Missing access to fast broadband still presents a development challenge to many rural and remote areas. Frequently, the investments costs appear to be too high in comparison to the final number of end users in certain regions. Sometimes only investing in the “last-mile” presents a bottleneck to the connectivity. End-user needs vary not only between communities, but also between individual businesses and households, making it more challenging to find a common solution.
5G connectivity is a prerequisite for the running of several real-time applications, including of applications in the agricultural and forestry sectors, and has thus theoretically the potential to increase the economic and environmental performance of the sectors.
Overall, a range of possibilities to establish different types of broadband access at e.g. community-, farm- or field level are available going along with different investment and running costs.

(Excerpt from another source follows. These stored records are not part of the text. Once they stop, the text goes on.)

//! Risk Type Definitions
//!
//! Configuration, inputs, results and events of the collision-risk engine.

use serde::{Deserialize, Serialize};

use crate::error::RiskError;
use crate::navigation::GeoPoint;

/// Risk level classification, ordered from safe to immediate danger
#[derive(Debug, Clone, Copy, PartialEq, Eq, PartialOrd, Ord, Hash, Serialize, Deserialize)]
#[serde(rename_all = "lowercase")]
pub enum RiskLevel {
    /// Safe
    None,
    /// Routine observation
    Low,
    /// Monitor closely
    Medium,
    /// Prepare for manoeuvre
    High,
    /// Immediate action
    Critical,
}

impl Default for RiskLevel {
    fn default() -> Self {
        RiskLevel::None
    }
}

impl RiskLevel {
    pub const ALL: [RiskLevel; 5] = [
        RiskLevel::None,
        RiskLevel::Low,
        RiskLevel::Medium,
        RiskLevel::High,
        RiskLevel::Critical,
    ];
}

impl std::fmt::Display for RiskLevel {
    fn fmt(&self, f: &mut std::fmt::Formatter<'_>) -> std::fmt::Result {
        match self {
            RiskLevel::None => write!(f, "None"),
            RiskLevel::Low => write!(f, "Low"),
            RiskLevel::Medium => write!(f, "Medium"),
            RiskLevel::High => write!(f, "High"),
            RiskLevel::Critical => write!(f, "Critical"),
        }
    }
}

/// Kind of object a risk result refers to
#[derive(Debug, Clone, Copy, PartialEq, Eq, Serialize, Deserialize)]
#[serde(rename_all = "snake_case")]
pub enum ThreatType {
    /// AIS-tracked vessel, threat id is the tracking key (MMSI)
    AisVessel,
    /// Guard zone the own-ship track is entering
    GuardZone,
}

impl Default for ThreatType {
    fn default() -> Self {
        ThreatType::AisVessel
    }
}

/// Configuration for risk assessment parameters
#[derive(Debug, Clone, PartialEq, Serialize, Deserialize)]
#[serde(rename_all = "camelCase", default)]
pub struct RiskAssessmentConfig {
    /// CPA (NM) at or below which a risk is critical
    pub critical_distance: f64,
    pub high_risk_distance: f64,
    pub medium_risk_distance: f64,
    /// CPA (NM) beyond which there is no risk at all
    pub low_risk_distance: f64,

    /// TCPA (minutes) thresholds
    pub critical_time: f64,
    pub high_risk_time: f64,
    pub medium_risk_time: f64,
    pub low_risk_time: f64,

    /// Only targets within this range (NM) take part in a full sweep
    pub max_relevant_range: f64,
    /// Targets closer than this (NM) are queued for immediate assessment
    pub immediate_assessment_range: f64,
    /// Upper bound on assessments in flight at once
    pub max_concurrent_assessments: usize,
    /// Scheduler tick period in milliseconds (100 = 10 Hz)
    pub update_frequency_ms: u64,
    /// Interval between full sweeps in milliseconds
    pub full_sweep_interval_ms: u64,
    /// Interval between stale data cleanups in milliseconds
    pub cleanup_interval_ms: u64,
    /// Look-ahead horizon in minutes
    pub max_prediction_time: f64,

    pub enable_environmental_compensation: bool,
    pub enable_circular_motion_prediction: bool,
    pub enable_guard_zone_assessment: bool,
    /// Multiplier applied to the measured CPA and to the probability
    pub safety_margin: f64,

    /// Age (seconds) after which a risk result is purged
    pub risk_fade_time_sec: f64,
    /// Age (seconds) after which a target without updates is forgotten
    pub stale_target_age_sec: f64,
}

impl Default for RiskAssessmentConfig {
    fn default() -> Self {
        RiskAssessmentConfig {
            critical_distance: 0.1,    // 185 meters
            high_risk_distance: 0.25,  // 463 meters
            medium_risk_distance: 0.5, // 926 meters
            low_risk_distance: 1.0,    // 1852 meters
            critical_time: 2.0,
            high_risk_time: 5.0,
            medium_risk_time: 10.0,
            low_risk_time: 15.0,
            max_relevant_range: 10.0,
            immediate_assessment_range: 2.0,
            max_concurrent_assessments: 8,
            update_frequency_ms: 100,
            full_sweep_interval_ms: 10_000,
            cleanup_interval_ms: 5_000,
            max_prediction_time: 10.0,
            enable_environmental_compensation: true,
            enable_circular_motion_prediction: true,
            enable_guard_zone_assessment: true,
            safety_margin: 1.2,
            risk_fade_time_sec: 30.0,
            stale_target_age_sec: 30.0,
        }
    }
}

impl RiskAssessmentConfig {
    /// Parse a configuration from JSON; missing fields take their defaults
    pub fn from_json(json: &str) -> Result<Self, RiskError> {
        let config: RiskAssessmentConfig = serde_json::from_str(json)?;
        config.validate()?;
        Ok(config)
    }

    /// Number of scheduler ticks between two full sweeps (at least one)
    pub fn ticks_per_full_sweep(&self) -> u64 {
        (self.full_sweep_interval_ms / self.update_frequency_ms.max(1)).max(1)
    }

    /// Check that the configuration can drive the engine
    pub fn validate(&self) -> Result<(), RiskError> {
        let positive = [
            ("criticalDistance", self.critical_distance),
            ("highRiskDistance", self.high_risk_distance),
            ("mediumRiskDistance", self.medium_risk_distance),
            ("lowRiskDistance", self.low_risk_distance),
            ("criticalTime", self.critical_time),
            ("highRiskTime", self.high_risk_time),
            ("mediumRiskTime", self.medium_risk_time),
            ("lowRiskTime", self.low_risk_time),
            ("maxRelevantRange", self.max_relevant_range),
            ("maxPredictionTime", self.max_prediction_time),
            ("safetyMargin", self.safety_margin),
            ("riskFadeTimeSec", self.risk_fade_time_sec),
            ("staleTargetAgeSec", self.stale_target_age_sec),
        ];
        for (name, value) in positive {
            if !value.is_finite() || value <= 0.0 {
                return Err(RiskError::InvalidConfig(format!(
                    "{} must be a positive number, got {}",
                    name, value
                )));
            }
        }
        if !self.immediate_assessment_range.is_finite() || self.immediate_assessment_range < 0.0 {
            return Err(RiskError::InvalidConfig(
                "immediateAssessmentRange must not be negative".to_string(),
            ));
        }
        if !(self.critical_distance <= self.high_risk_distance
            && self.high_risk_distance <= self.medium_risk_distance
            && self.medium_risk_distance <= self.low_risk_distance)
        {
            return Err(RiskError::InvalidConfig(
                "distance thresholds must increase from critical to low".to_string(),
            ));
        }
        if self.update_frequency_ms == 0 {
            return Err(RiskError::InvalidConfig(
                "updateFrequencyMs must be at least 1".to_string(),
            ));
        }
        if self.cleanup_interval_ms == 0 {
            return Err(RiskError::InvalidConfig(
                "cleanupIntervalMs must be at least 1".to_string(),
            ));
        }
        if self.max_concurrent_assessments == 0 {
            return Err(RiskError::InvalidConfig(
                "maxConcurrentAssessments must be at least 1".to_string(),
            ));
        }
        Ok(())
    }
}

/// Environmental conditions affecting collision prediction
#[derive(Debug, Clone, PartialEq, Serialize, Deserialize)]
#[serde(rename_all = "camelCase", default)]
pub struct EnvironmentalConditions {
    pub consider_currents: bool,
    /// Current set speed in knots
    pub current_speed: f64,
    /// Direction the current flows towards, degrees
    pub current_direction: f64,
    pub consider_winds: bool,
    /// Wind speed in knots
    pub wind_speed: f64,
    /// Wind direction in degrees
    pub wind_direction: f64,
    /// Water density in kg/m³
    pub water_density: f64,
}

impl Default for EnvironmentalConditions {
    fn default() -> Self {
        EnvironmentalConditions {
            consider_currents: true,
            current_speed: 0.0,
            current_direction: 0.0,
            consider_winds: false,
            wind_speed: 0.0,
            wind_direction: 0.0,
            water_density: 1025.0,
        }
    }
}

/// Own ship position report
#[derive(Debug, Clone, Copy, Default, Serialize, Deserialize)]
#[serde(rename_all = "camelCase")]
pub struct OwnShipUpdate {
    pub lat: f64,
    pub lon: f64,
    /// Heading in degrees, used as course
    pub heading: f64,
    /// Speed over ground in knots
    pub sog: f64,
    /// Rate of turn in degrees per minute
    #[serde(default)]
    pub rot: f64,
}

/// AIS target position report
#[derive(Debug, Clone, Copy, Default, Serialize, Deserialize)]
#[serde(rename_all = "camelCase")]
pub struct TargetUpdate {
    pub lat: f64,
    pub lon: f64,
    /// Course over ground in degrees
    pub cog: f64,
    /// Speed over ground in knots
    pub sog: f64,
    /// Rate of turn in degrees per minute
    #[serde(default)]
    pub rot: f64,
}

impl TargetUpdate {
    /// AIS reports 0/0 when no fix is available
    pub fn has_position(&self) -> bool {
        self.lat.is_finite() && self.lon.is_finite() && !(self.lat == 0.0 && self.lon == 0.0)
    }
}

/// Collision risk assessment result
#[derive(Debug, Clone, Default, PartialEq, Serialize, Deserialize)]
#[serde(rename_all = "camelCase")]
pub struct CollisionRiskResult {
    pub risk_level: RiskLevel,
    /// 0.0 - 1.0
    pub collision_probability: f64,
    /// TCPA in minutes
    pub time_to_collision: f64,
    /// CPA in nautical miles
    pub min_distance: f64,
    /// Predicted position of the threat at the closest approach
    pub collision_point: GeoPoint,
    /// MMSI for AIS targets, `zone-<id>` for guard zones
    pub threat_id: String,
    pub threat_type: ThreatType,
    /// Unix timestamp (ms) of the predicted closest approach
    pub predicted_collision_time: u64,
    /// Knots
    pub threat_speed: f64,
    /// Degrees
    pub threat_course: f64,
    /// Knots
    pub relative_speed: f64,
    /// Degrees relative to own course (0-360)
    pub relative_bearing: f64,
    /// How long this calculation took
    pub calculation_time_ms: u64,
    /// Unix timestamp (ms) when this risk was calculated
    pub calculation_timestamp: u64,
}

impl CollisionRiskResult {
    pub fn is_valid(&self) -> bool {
        !self.threat_id.is_empty()
            && self.risk_level > RiskLevel::None
            && self.time_to_collision.is_finite()
            && self.time_to_collision >= 0.0
    }

    /// Check whether the result is older than `max_age_sec` at `now` (ms)
    pub fn is_stale(&self, now: u64, max_age_sec: f64) -> bool {
        let age_ms = now.saturating_sub(self.calculation_timestamp);
        age_ms as f64 / 1000.0 > max_age_sec
    }
}

/// Running performance counters
#[derive(Debug, Clone, Copy, Default, PartialEq, Serialize, Deserialize)]
#[serde(rename_all = "camelCase")]
pub struct PerformanceMetrics {
    pub average_assessment_time_ms: f64,
    pub max_assessment_time_ms: f64,
    pub total_assessments_performed: u64,
    pub active_targets_being_tracked: usize,
    pub uptime_seconds: u64,
    /// Not measured, always 0
    pub cpu_usage_percentage: f64,
}

/// Events emitted by the risk engine
#[derive(Debug, Clone, PartialEq, Serialize, Deserialize)]
#[serde(tag = "type", rename_all = "snake_case")]
pub enum RiskEvent {
    /// A valid risk was found for a threat
    RiskDetected { result: CollisionRiskResult },
    /// Risk at or above High
    HighRiskAlert { result: CollisionRiskResult },
    /// Risk at Critical
    CriticalRiskAlert { result: CollisionRiskResult },
    /// The highest active risk level changed
    RiskLevelChanged { level: RiskLevel },
    /// An assessment for one target finished
    AssessmentCompleted { target_id: String, duration_ms: u64 },
    /// Free-text diagnostic
    PerformanceAlert { message: String },
}
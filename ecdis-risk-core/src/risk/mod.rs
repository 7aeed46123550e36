//! Collision Risk Assessment
//!
//! Motion state, prediction, classification and assessment of collision
//! risk between own ship and AIS targets.
//!
//! ## Components
//!
//! - **motion**: per-vessel kinematic state with trend tracking
//! - **predictor**: linear and turning-circle position prediction
//! - **classifier**: threshold ladder and collision probability
//! - **assessment**: multi-horizon CPA/TCPA search and guard zone entry
//! - **store**: current risk results and highest level
//! - **metrics**: assessment timing counters

mod assessment;
mod classifier;
mod metrics;
mod motion;
mod predictor;
mod store;
mod types;

pub use assessment::RiskAssessor;
pub use classifier::{classify, probability};
pub use metrics::MetricsRecorder;
pub use motion::{turning_radius, KinematicState, MIN_RATE_OF_TURN};
pub use predictor::PositionPredictor;
pub use store::RiskSet;
pub use types::*;
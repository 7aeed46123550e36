//! Configuration file handling.
//!
//! The assessment configuration is a JSON document with camelCase keys.
//! Missing keys take their default value, so a file holding only
//! `{"criticalDistance": 0.3}` is valid.

use std::fs;
use std::io::{BufWriter, Write};
use std::path::{Path, PathBuf};

use directories::ProjectDirs;
use ecdis_risk_core::RiskAssessmentConfig;
use log::{debug, info};

use crate::ServerError;

pub const CONFIG_FILE_NAME: &str = "risk-config.json";

pub fn get_project_dirs() -> Option<ProjectDirs> {
    ProjectDirs::from("com", "ecdis", "ecdis-risk")
}

/// `risk-config.json` inside the platform config directory
pub fn default_config_path() -> Option<PathBuf> {
    get_project_dirs().map(|dirs| dirs.config_dir().join(CONFIG_FILE_NAME))
}

/// Load the configuration.
///
/// An explicit `path` must exist. Without one the default path is tried and
/// a missing file there yields [`RiskAssessmentConfig::default`].
pub fn load_config(path: Option<&Path>) -> Result<RiskAssessmentConfig, ServerError> {
    match path {
        Some(path) => load_config_file(path),
        None => match default_config_path() {
            Some(path) if path.exists() => load_config_file(&path),
            Some(path) => {
                info!(
                    "No configuration at {}, using defaults",
                    path.display()
                );
                Ok(RiskAssessmentConfig::default())
            }
            None => {
                info!("No configuration directory, using defaults");
                Ok(RiskAssessmentConfig::default())
            }
        },
    }
}

pub fn load_config_file(path: &Path) -> Result<RiskAssessmentConfig, ServerError> {
    let json = fs::read_to_string(path).map_err(|source| ServerError::Io {
        path: path.to_owned(),
        source,
    })?;
    let config = RiskAssessmentConfig::from_json(&json).map_err(|source| ServerError::Config {
        path: path.to_owned(),
        source,
    })?;
    info!("Loaded configuration from {}", path.display());
    debug!("Configuration: {:?}", config);
    Ok(config)
}

/// Write `config` as pretty JSON, creating parent directories as needed
pub fn save_config(path: &Path, config: &RiskAssessmentConfig) -> Result<(), ServerError> {
    let io_err = |source: std::io::Error| ServerError::Io {
        path: path.to_owned(),
        source,
    };

    if let Some(dir) = path.parent() {
        fs::create_dir_all(dir).map_err(io_err)?;
    }

    let file = fs::File::create(path).map_err(io_err)?;
    let mut writer = BufWriter::new(file);
    serde_json::to_writer_pretty(&mut writer, config).map_err(|e| io_err(e.into()))?;
    writer.write_all(b"\n").map_err(io_err)?;
    writer.flush().map_err(io_err)?;

    info!("Stored configuration -> {}", path.display());
    Ok(())
}
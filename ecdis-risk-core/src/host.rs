//! Host abstraction for platform-independent engine code.
//!
//! The engine needs three things from its surroundings: a wall clock, a place
//! to write diagnostic messages, and a way to hand risk events to whoever is
//! listening. All three are expressed through [`EngineHost`] so that the same
//! engine runs under the tokio server, inside a GUI application, or in tests
//! with a hand-driven clock.
//!
//! # Delivery semantics
//!
//! Events are one-shot. The engine calls [`EngineHost::emit`] once per event,
//! after releasing its internal locks, and never replays. Implementations must
//! not block: a slow consumer should be handled by a bounded channel that
//! drops, not by waiting inside `emit`.
//!
//! # Example
//!
//! ```rust
//! use ecdis_risk_core::{EngineHost, RiskEvent};
//!
//! struct StdoutHost;
//!
//! impl EngineHost for StdoutHost {
//!     fn current_time_ms(&self) -> u64 {
//!         0
//!     }
//!     fn emit(&self, event: RiskEvent) {
//!         println!("{:?}", event);
//!     }
//!     fn debug(&self, _msg: &str) {}
//!     fn info(&self, msg: &str) {
//!         println!("{}", msg);
//!     }
//! }
//! ```

use crate::risk::RiskEvent;

/// Platform services used by the collision-risk engine.
pub trait EngineHost: Send + Sync {
    /// Current wall-clock time in milliseconds since the Unix epoch.
    ///
    /// Target ages, result staleness and predicted collision times are all
    /// derived from this value.
    fn current_time_ms(&self) -> u64;

    /// Deliver an event to subscribers.
    fn emit(&self, event: RiskEvent);

    /// Log a debug message.
    fn debug(&self, msg: &str);

    /// Log an info message.
    fn info(&self, msg: &str);
}
//! Navigation primitives
//!
//! Leaf building blocks used by the risk engine:
//!
//! - **geodesy**: rhumbline projection, distance and bearing
//! - **cpa**: CPA/TCPA between two vessels with a convergence status

mod cpa;
mod geodesy;

pub use cpa::{calculate_cpa_tcpa, CpaResult, CpaStatus, VesselState};
pub use geodesy::{
    bearing_deg, distance_and_bearing, distance_nm, normalize_degrees, normalize_delta, project,
    GeoPoint, EARTH_RADIUS_NM, NM_PER_DEGREE,
};
impl CollisionRiskEngine {
    /// Create a stopped engine. The configuration is validated first.
    pub fn new(config: RiskAssessmentConfig, host: Arc<dyn EngineHost>) -> Result<Self, RiskError> {
        config.validate()?;
        let now = host.current_time_ms();
        Ok(CollisionRiskEngine {
            config: RwLock::new(Arc::new(config)),
            data: Mutex::new(EngineData::default()),
            metrics: Mutex::new(MetricsRecorder::new(now)),
            scheduler: Mutex::new(AssessmentScheduler::new()),
            in_flight: AtomicUsize::new(0),
            host,
        })
    }

    fn emit_all(&self, events: Vec<RiskEvent>) {
        for event in events {
            self.host.emit(event);
        }
    }

    fn performance_alert(&self, message: String) {
        self.host.info(&message);
        self.host.emit(RiskEvent::PerformanceAlert { message });
    }

    // =========================================================================
    // Lifecycle
    // =========================================================================

    /// Start real-time monitoring. Returns false if already running.
    pub fn start(&self) -> bool {
        let started = lock(&self.scheduler).start();
        if started {
            let period = self.configuration().update_frequency_ms;
            self.performance_alert(format!(
                "Real-time collision risk monitoring started at {}ms intervals",
                period
            ));
        }
        started
    }

    /// Stop real-time monitoring. Returns false if already stopped.
    pub fn stop(&self) -> bool {
        let stopped = lock(&self.scheduler).stop();
        if stopped {
            self.performance_alert("Real-time collision risk monitoring stopped".to_string());
        }
        stopped
    }

    pub fn is_running(&self) -> bool {
        lock(&self.scheduler).is_running()
    }

    pub fn scheduler_state(&self) -> SchedulerState {
        lock(&self.scheduler).state()
    }

    /// Fast ticks processed since the last start
    pub fn tick_count(&self) -> u64 {
        lock(&self.scheduler).tick_count()
    }

    // =========================================================================
    // Configuration
    // =========================================================================

    /// Snapshot of the current configuration
    pub fn configuration(&self) -> Arc<RiskAssessmentConfig> {
        self.config
            .read()
            .unwrap_or_else(PoisonError::into_inner)
            .clone()
    }

    /// Replace the configuration atomically.
    ///
    /// An invalid configuration is rejected and the current one kept. The
    /// host driver is responsible for re-arming its timers.
    pub fn update_configuration(&self, config: RiskAssessmentConfig) -> Result<(), RiskError> {
        config.validate()?;
        *self.config.write().unwrap_or_else(PoisonError::into_inner) = Arc::new(config);
        self.performance_alert("Collision risk configuration updated".to_string());
        Ok(())
    }

    // =========================================================================
    // Inbound Updates
    // =========================================================================

    /// Update own ship position and motion
    pub fn update_own_ship(&self, update: OwnShipUpdate) {
        let finite = [update.lat, update.lon, update.heading, update.sog, update.rot]
            .iter()
            .all(|v| v.is_finite());
        if !finite {
            self.host.debug("Ignoring own ship update with non-finite values");
            return;
        }
        let now = self.host.current_time_ms();
        lock(&self.data).own_ship.observe(
            update.lat,
            update.lon,
            update.heading,
            update.sog,
            update.rot,
            now,
        );
    }

    /// Update an AIS target.
    ///
    /// Returns false if the update was rejected (no position fix or
    /// non-finite motion). Targets close to own ship are queued for an
    /// immediate assessment.
    pub fn update_target(&self, target_id: &str, update: TargetUpdate) -> bool {
        if target_id.is_empty()
            || !update.has_position()
            || !update.cog.is_finite()
            || !update.sog.is_finite()
            || !update.rot.is_finite()
        {
            return false;
        }

        let config = self.configuration();
        let now = self.host.current_time_ms();
        let tracked = {
            let mut data = lock(&self.data);
            data.targets
                .entry(target_id.to_string())
                .or_default()
                .observe(update.lat, update.lon, update.cog, update.sog, update.rot, now);

            // Rough planar range gate in degrees
            if data.own_ship.is_valid() {
                let d_lat = data.own_ship.lat - update.lat;
                let d_lon = data.own_ship.lon - update.lon;
                if (d_lat * d_lat + d_lon * d_lon).sqrt() < config.immediate_assessment_range / 60.0 {
                    data.queue.push(target_id);
                }
            }
            data.targets.len()
        };

        lock(&self.metrics).set_tracked_targets(tracked);
        true
    }

    /// Replace the guard zone list
    pub fn update_guard_zones(&self, zones: Vec<GuardZone>) {
        lock(&self.data).guard_zones = zones;
    }

    pub fn update_environment(&self, environment: EnvironmentalConditions) {
        lock(&self.data).environment = environment;
    }

    /// Queue a target for assessment on the next fast tick.
    ///
    /// Returns false if it is already queued.
    pub fn enqueue_immediate(&self, target_id: &str) -> bool {
        lock(&self.data).queue.push(target_id)
    }

    // =========================================================================
    // Assessment
    // =========================================================================

    /// Assess one target now and merge the result into the current risks.
    ///
    /// Does nothing while stopped or when own ship or the target are unknown
    /// or invalid.
    pub fn perform_immediate_assessment(&self, target_id: &str) -> Option<CollisionRiskResult> {
        if !self.is_running() {
            return None;
        }

        let config = self.configuration();
        let (own_ship, target, environment) = {
            let data = lock(&self.data);
            let target = data.targets.get(target_id)?;
            if !data.own_ship.is_valid() {
                return None;
            }
            (data.own_ship, *target, data.environment.clone())
        };

        let now = self.host.current_time_ms();
        let (result, elapsed_ms) = {
            let _in_flight = InFlight::enter(&self.in_flight);
            let started = Instant::now();
            let result = RiskAssessor::new(&config, &environment)
                .assess_target(&own_ship, target_id, &target, now);
            (result, started.elapsed().as_secs_f64() * 1000.0)
        };

        lock(&self.metrics).record(elapsed_ms);

        let mut events = vec![RiskEvent::AssessmentCompleted {
            target_id: target_id.to_string(),
            duration_ms: elapsed_ms as u64,
        }];

        let result = result.map(|mut r| {
            r.calculation_time_ms = elapsed_ms as u64;
            r
        });

        let level_change = {
            let mut data = lock(&self.data);
            match &result {
                Some(r) => data.risks.upsert(r.clone()),
                None => data.risks.remove(target_id),
            }
        };

        if let Some(r) = &result {
            alerts_for(r, &mut events);
        }
        if let Some(level) = level_change {
            events.push(RiskEvent::RiskLevelChanged { level });
        }
        self.emit_all(events);
        result
    }

    /// Re-assess every relevant target and replace the current risk set.
    /// Results an immediate assessment stored after the sweep began are kept.
    ///
    /// Relevant targets are valid, fresher than the staleness window and
    /// within `max_relevant_range`. Returns the number of targets assessed,
    /// or `None` when stopped or without a valid own ship.
    pub fn perform_full_assessment(&self) -> Option<usize> {
        if !self.is_running() {
            return None;
        }

        let config = self.configuration();
        let now = self.host.current_time_ms();
        let (own_ship, targets, zones, environment) = {
            let data = lock(&self.data);
            if !data.own_ship.is_valid() {
                return None;
            }
            let own_position = data.own_ship.position();
            let mut targets: Vec<(String, KinematicState)> = data
                .targets
                .iter()
                .filter(|(_, t)| {
                    t.is_valid()
                        && !t.is_older_than(now, config.stale_target_age_sec)
                        && distance_nm(own_position, t.position()) <= config.max_relevant_range
                })
                .map(|(id, t)| (id.clone(), *t))
                .collect();
            targets.sort_by(|a, b| a.0.cmp(&b.0));
            let zones = if config.enable_guard_zone_assessment {
                data.guard_zones.clone()
            } else {
                Vec::new()
            };
            (data.own_ship, targets, zones, data.environment.clone())
        };

        let sweep_started = Instant::now();
        let assessor = RiskAssessor::new(&config, &environment);
        let mut events = Vec::new();
        let mut new_risks = Vec::new();

        for (target_id, target) in &targets {
            let _in_flight = InFlight::enter(&self.in_flight);
            let started = Instant::now();
            let result = assessor.assess_target(&own_ship, target_id, target, now);
            let elapsed_ms = started.elapsed().as_secs_f64() * 1000.0;

            lock(&self.metrics).record(elapsed_ms);
            events.push(RiskEvent::AssessmentCompleted {
                target_id: target_id.clone(),
                duration_ms: elapsed_ms as u64,
            });

            if let Some(mut r) = result {
                r.calculation_time_ms = elapsed_ms as u64;
                new_risks.push(r);
            }
        }

        for zone in &zones {
            if let Some(r) = assessor.assess_guard_zone(&own_ship, zone, now) {
                new_risks.push(r);
            }
        }

        for r in &new_risks {
            alerts_for(r, &mut events);
        }

        let risk_count = new_risks.len();
        let level_change = lock(&self.data).risks.replace_all(new_risks, now);
        if let Some(level) = level_change {
            events.push(RiskEvent::RiskLevelChanged { level });
        }

        self.emit_all(events);
        let total_ms = sweep_started.elapsed().as_millis();
        self.host.debug(&format!(
            "Full assessment: {} targets, {} zones, {} risks",
            targets.len(),
            zones.len(),
            risk_count
        ));
        self.host.emit(RiskEvent::PerformanceAlert {
            message: format!(
                "Full assessment completed: {} targets in {}ms",
                targets.len(),
                total_ms
            ),
        });
        Some(targets.len())
    }

    /// Run a full sweep now instead of waiting for the scheduler
    pub fn force_assessment_update(&self) -> Option<usize> {
        self.perform_full_assessment()
    }

    // =========================================================================
    // Periodic Driver
    // =========================================================================

    /// Fast tick: drain queued immediate assessments within the concurrency
    /// budget, then run a full sweep when one is due.
    pub fn on_fast_tick(&self) {
        let config = self.configuration();
        let plan = lock(&self.scheduler).on_tick(
            config.ticks_per_full_sweep(),
            self.in_flight.load(Ordering::Acquire),
            config.max_concurrent_assessments,
        );

        if plan.immediate_budget > 0 {
            let queued = lock(&self.data).queue.take(plan.immediate_budget);
            for target_id in queued {
                self.perform_immediate_assessment(&target_id);
            }
        }

        if plan.full_sweep {
            self.perform_full_assessment();
        }
    }

    /// Cleanup tick: forget stale targets and fade old risk results
    pub fn on_cleanup_tick(&self) {
        let config = self.configuration();
        let now = self.host.current_time_ms();

        let (evicted, purged, tracked, level_change) = {
            let mut data = lock(&self.data);
            let before = data.targets.len();
            data.targets
                .retain(|_, t| !t.is_older_than(now, config.stale_target_age_sec));
            let evicted = before - data.targets.len();
            let (purged, level_change) = data.risks.purge_stale(now, config.risk_fade_time_sec);
            (evicted, purged, data.targets.len(), level_change)
        };

        lock(&self.metrics).set_tracked_targets(tracked);

        if evicted > 0 || purged > 0 {
            self.host.debug(&format!(
                "Cleanup removed {} stale targets and {} faded risks",
                evicted, purged
            ));
        }
        if let Some(level) = level_change {
            self.host.emit(RiskEvent::RiskLevelChanged { level });
        }
        self.host.emit(RiskEvent::PerformanceAlert {
            message: "Stale data cleanup completed".to_string(),
        });
    }

    // =========================================================================
    // Results & State
    // =========================================================================

    pub fn current_risks(&self) -> Vec<CollisionRiskResult> {
        lock(&self.data).risks.results().to_vec()
    }

    pub fn highest_risk_level(&self) -> RiskLevel {
        lock(&self.data).risks.highest()
    }

    /// Number of current risks at exactly `level`
    pub fn risk_count(&self, level: RiskLevel) -> usize {
        lock(&self.data).risks.count_at(level)
    }

    pub fn performance_metrics(&self) -> PerformanceMetrics {
        let now = self.host.current_time_ms();
        lock(&self.metrics).snapshot(now)
    }

    pub fn reset_performance_metrics(&self) {
        let now = self.host.current_time_ms();
        lock(&self.metrics).reset(now);
    }

    /// Ids of all tracked targets, sorted
    pub fn tracked_targets(&self) -> Vec<String> {
        let mut ids: Vec<String> = lock(&self.data).targets.keys().cloned().collect();
        ids.sort();
        ids
    }

    pub fn target_state(&self, target_id: &str) -> Option<KinematicState> {
        lock(&self.data).targets.get(target_id).copied()
    }

    pub fn own_ship_state(&self) -> KinematicState {
        lock(&self.data).own_ship
    }

    pub fn guard_zones(&self) -> Vec<GuardZone> {
        lock(&self.data).guard_zones.clone()
    }

    pub fn environment(&self) -> EnvironmentalConditions {
        lock(&self.data).environment.clone()
    }

    /// Number of targets waiting for an immediate assessment
    pub fn queued_assessments(&self) -> usize {
        lock(&self.data).queue.len()
    }

    /// Number of assessments currently running
    pub fn active_assessments(&self) -> usize {
        self.in_flight.load(Ordering::Acquire)
    }
}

Edge technologies allow under certain conditions the processing and analysis of data in remote systems, independently from larger data centres, which are frequently far away from rural communities. Edge technologies have the potential to reduce energy consumption.[[See e.g. “A European Strategy for Data” published by the European Commission in Q1 2020 (https://ec.europa.eu/digital-single-market/en/policies/building-european-data-economy).]]
Communities and businesses in rural areas considering upgrading their internet connectivity are confronted with decision-making challenges regarding the choice of technologies in which they should invest in to achieve best outcomes at system level under consideration of technical, economic, environmental and social aspects and the location-specific requirements and systemic resilience.
Proposals should cover all of the following aspects:
- Assessing the socio-economic and environmental effects of innovative and existing 5G/4G/3G provision options (at regional-, community-, and farm-level) and making them feasible for non-scientists).
- Developing innovative cost-effective and environmentally friendly solutions to 5G-and last-mile provision in remote areas tailored to the needs of communities, farms and forestry.
- Assessing the socio-economic and environmental effects of innovative and existing edge technology options (at regional-, community-, and farm-level) and making them feasible for non-scientists.
- Developing innovative cost-effective and environmental friendly edge solutions tailored to the needs of communities, farms and forestry, including an energy balance at system level.
- Developing innovative business models (including at systemic level and cross-sectoral approaches).
Proposals are expected to undertake a comprehensive stocktaking exercise of solutions towards 5G, last-mile and edge solutions existing in the EU and globally (including satellite-based solutions[[See e.g. OECD (2017) “THE EVOLVING ROLE OF SATELLITE NETWORKS IN RURAL AND REMOTE BROADBAND ACCESS”, for reflections on the potential of satellite-based broadband provision for rural areas.]] and other solutions, such as drones-assisted broadband provision), and of related studies and assessments. This review may also cover connectivity solutions developed in other domains, such as expedition, emergency or military services.
The aspects of regional and/or systemic resilience and energy efficiency should be elaborated, including the contribution to climate mitigation. Different regional contexts in the EU and Associated Countries as it regards environmental framing conditions, as well as the structure of the society and economy are to be reflected. To tailor solutions to practitioners’ and citizens’ needs, proposals must implement the multi-actor approach.
Project results are to be made feasible to rural communities, farmers and foresters associations, and policy-makers. A decision-making support tool, which includes assistance in business model development, is to be provided. – Practitioner-orientation has to form a key element of the project(s).
Proposals are not expected to develop innovative technology solutions for the general use of 5G, but should reflect and build – as far as possible – on the (interim) results of relevant projects funded under Horizon 2020, Horizon Europe Cluster 4, the Digital Europe Programme, the Connecting Europe Facility and other research and innovation projects, to develop innovative solutions tailored to the needs of remote farming, forestry and rural communities.
This topic should involve the effective contribution of SSH disciplines.